In einer kleinen Umfrage der APA haben sich einige Spitzensportler zu der Thematik geäußert, inwiefern man einerseits von überragenden Kollegen profitiert, andererseits aber auch Nachteile hat. Fakt ist jedoch: So mancher Athlet ist erst richtig aufgeblüht, als er aus dem Schatten des alle überstrahlenden Stars treten konnte.
Für den zweifachen Skisprung-Weltmeister und Gesamt-Weltcupsieger (2016/17) Stefan Kraft hat die Medaille zwei Seiten. "Man kann sich in Ruhe entwickeln, man kann sich auf seine Sachen super konzentrieren", sagte Kraft kürzlich in Salzburg. "Aber ich habe schon gemerkt, als ich in das Weltcup-Team dazugekommen bin, dass ich da untergegangen bin.

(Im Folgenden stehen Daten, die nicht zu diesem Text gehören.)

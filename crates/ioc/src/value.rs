//! Runtime values passed through the container.
//!
//! An [`Instance`] is a constructed object: a shared, type-erased
//! `Arc<dyn Any + Send + Sync>` tagged with the name of its concrete class.
//! A [`Value`] is either such an object or a scalar (`serde_json::Value`),
//! which is what callers hand to `invoke()` and what methods return.

use serde_json::Value as Json;
use std::{any::Any, fmt, sync::Arc};

use crate::errors::{ContainerError, Result};

/// A constructed object together with its concrete class name.
#[derive(Clone)]
pub struct Instance {
    class: Arc<str>,
    object: Arc<dyn Any + Send + Sync>,
}

impl Instance {
    pub fn new<T>(class: impl Into<Arc<str>>, object: T) -> Self
    where
        T: Any + Send + Sync,
    {
        Self {
            class: class.into(),
            object: Arc::new(object),
        }
    }

    /// Wrap an already shared object without re-allocating it.
    pub fn from_arc<T>(class: impl Into<Arc<str>>, object: Arc<T>) -> Self
    where
        T: Any + Send + Sync,
    {
        Self {
            class: class.into(),
            object,
        }
    }

    /// Concrete class name
    pub fn class(&self) -> &str {
        &self.class
    }

    pub fn is<T: Any>(&self) -> bool {
        self.object.is::<T>()
    }

    pub fn downcast_ref<T: Any>(&self) -> Option<&T> {
        self.object.downcast_ref::<T>()
    }

    pub fn downcast<T>(&self) -> Option<Arc<T>>
    where
        T: Any + Send + Sync,
    {
        self.object.clone().downcast::<T>().ok()
    }

    pub fn try_downcast<T>(&self) -> Result<Arc<T>>
    where
        T: Any + Send + Sync,
    {
        self.downcast::<T>().ok_or_else(|| ContainerError::TypeMismatch {
            expected: std::any::type_name::<T>().to_string(),
            actual: self.class.to_string(),
        })
    }

    /// Identity, not equality.
    pub fn ptr_eq(&self, other: &Instance) -> bool {
        Arc::ptr_eq(&self.object, &other.object)
    }
}

impl fmt::Debug for Instance {
    fn fmt(&self, f: &mut fmt::Formatter<'_>) -> fmt::Result {
        f.debug_struct("Instance")
            .field("class", &self.class)
            .field("ptr", &Arc::as_ptr(&self.object))
            .finish()
    }
}

/// Argument or return value of a container call.
#[derive(Debug, Clone)]
pub enum Value {
    Object(Instance),
    Scalar(Json),
}

impl Value {
    pub fn null() -> Self {
        Value::Scalar(Json::Null)
    }

    pub fn is_object(&self) -> bool {
        matches!(self, Value::Object(_))
    }

    pub fn as_instance(&self) -> Option<&Instance> {
        match self {
            Value::Object(instance) => Some(instance),
            Value::Scalar(_) => None,
        }
    }

    pub fn as_scalar(&self) -> Option<&Json> {
        match self {
            Value::Scalar(json) => Some(json),
            Value::Object(_) => None,
        }
    }

    pub fn into_instance(self) -> Option<Instance> {
        match self {
            Value::Object(instance) => Some(instance),
            Value::Scalar(_) => None,
        }
    }

    /// Short description used in error messages
    pub fn kind(&self) -> String {
        match self {
            Value::Object(instance) => format!("object({})", instance.class()),
            Value::Scalar(Json::Null) => "null".to_string(),
            Value::Scalar(Json::Bool(_)) => "bool".to_string(),
            Value::Scalar(Json::Number(_)) => "number".to_string(),
            Value::Scalar(Json::String(s)) => format!("string({:?})", s),
            Value::Scalar(Json::Array(_)) => "array".to_string(),
            Value::Scalar(Json::Object(_)) => "map".to_string(),
        }
    }
}

impl PartialEq for Value {
    fn eq(&self, other: &Self) -> bool {
        match (self, other) {
            (Value::Object(a), Value::Object(b)) => a.ptr_eq(b),
            (Value::Scalar(a), Value::Scalar(b)) => a == b,
            _ => false,
        }
    }
}

impl From<Instance> for Value {
    fn from(instance: Instance) -> Self {
        Value::Object(instance)
    }
}

impl From<Json> for Value {
    fn from(json: Json) -> Self {
        Value::Scalar(json)
    }
}

macro_rules! scalar_from {
    ($($ty:ty),*) => {
        $(
            impl From<$ty> for Value {
                fn from(value: $ty) -> Self {
                    Value::Scalar(Json::from(value))
                }
            }
        )*
    };
}

scalar_from!(bool, i32, i64, u32, u64, f64, String, &str);

/// Positional arguments handed to a constructor or method.
///
/// Slots follow declaration order of the signature: object-typed slots hold
/// resolved instances, the rest hold caller scalars or declared defaults.
#[derive(Debug, Clone)]
pub struct Args {
    target: String,
    values: Vec<Value>,
}

impl Args {
    pub fn new(target: impl Into<String>, values: Vec<Value>) -> Self {
        Self {
            target: target.into(),
            values,
        }
    }

    pub fn len(&self) -> usize {
        self.values.len()
    }

    pub fn is_empty(&self) -> bool {
        self.values.is_empty()
    }

    pub fn get(&self, index: usize) -> Result<&Value> {
        self.values.get(index).ok_or_else(|| {
            ContainerError::call_failed(
                &self.target,
                format!("missing argument #{} ({} supplied)", index, self.values.len()),
            )
        })
    }

    pub fn object<T>(&self, index: usize) -> Result<Arc<T>>
    where
        T: Any + Send + Sync,
    {
        let value = self.get(index)?;
        let instance = value.as_instance().ok_or_else(|| {
            ContainerError::call_failed(
                &self.target,
                format!("argument #{} must be an object, got {}", index, value.kind()),
            )
        })?;
        instance.try_downcast::<T>()
    }

    pub fn scalar(&self, index: usize) -> Result<&Json> {
        let value = self.get(index)?;
        value.as_scalar().ok_or_else(|| {
            ContainerError::call_failed(
                &self.target,
                format!("argument #{} must be a scalar, got {}", index, value.kind()),
            )
        })
    }

    pub fn int(&self, index: usize) -> Result<i64> {
        let json = self.scalar(index)?;
        json.as_i64().ok_or_else(|| self.wrong_scalar(index, "integer", json))
    }

    pub fn float(&self, index: usize) -> Result<f64> {
        let json = self.scalar(index)?;
        json.as_f64().ok_or_else(|| self.wrong_scalar(index, "float", json))
    }

    pub fn bool(&self, index: usize) -> Result<bool> {
        let json = self.scalar(index)?;
        json.as_bool().ok_or_else(|| self.wrong_scalar(index, "bool", json))
    }

    pub fn str(&self, index: usize) -> Result<&str> {
        let json = self.scalar(index)?;
        json.as_str().ok_or_else(|| self.wrong_scalar(index, "string", json))
    }

    /// Scalar rendered the way string interpolation would print it
    pub fn display(&self, index: usize) -> Result<String> {
        Ok(match self.scalar(index)? {
            Json::String(s) => s.clone(),
            Json::Null => String::new(),
            other => other.to_string(),
        })
    }

    fn wrong_scalar(&self, index: usize, expected: &str, actual: &Json) -> ContainerError {
        ContainerError::call_failed(
            &self.target,
            format!("argument #{} must be {}, got {}", index, expected, actual),
        )
    }
}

Da waren Morgenstern, Schlierenzauer, Kofler, Loitzl - da hast du sehr wenig Aufmerksamkeit gekriegt. Da habe ich mich richtig reinkämpfen müssen", verrät der mittlerweile 26-jährige Pongauer. "Es ist sicher nicht vorteilhaft oft, aber wenn so ein Star da ist, kommt man nicht drum herum."
Er selbst hat die alleinige Leader-Rolle im Team übrigens nicht genossen. "Es ist immer besser, wenn das ganze Team funktioniert, wenn viele gut springen. Man weiß im Training, wo man steht, man kann sich orientieren, pushen - es ist immer gut, wenn es mehrere Zugtiere gibt. Bei den Jungen verliert man oft ein bisserl: als ich mit 19 dazugekommen bin, wäre ich sicher der dritt- oder viertbeste Mann gewesen, aber war nicht einmal Ersatzmann beim Teamspringen."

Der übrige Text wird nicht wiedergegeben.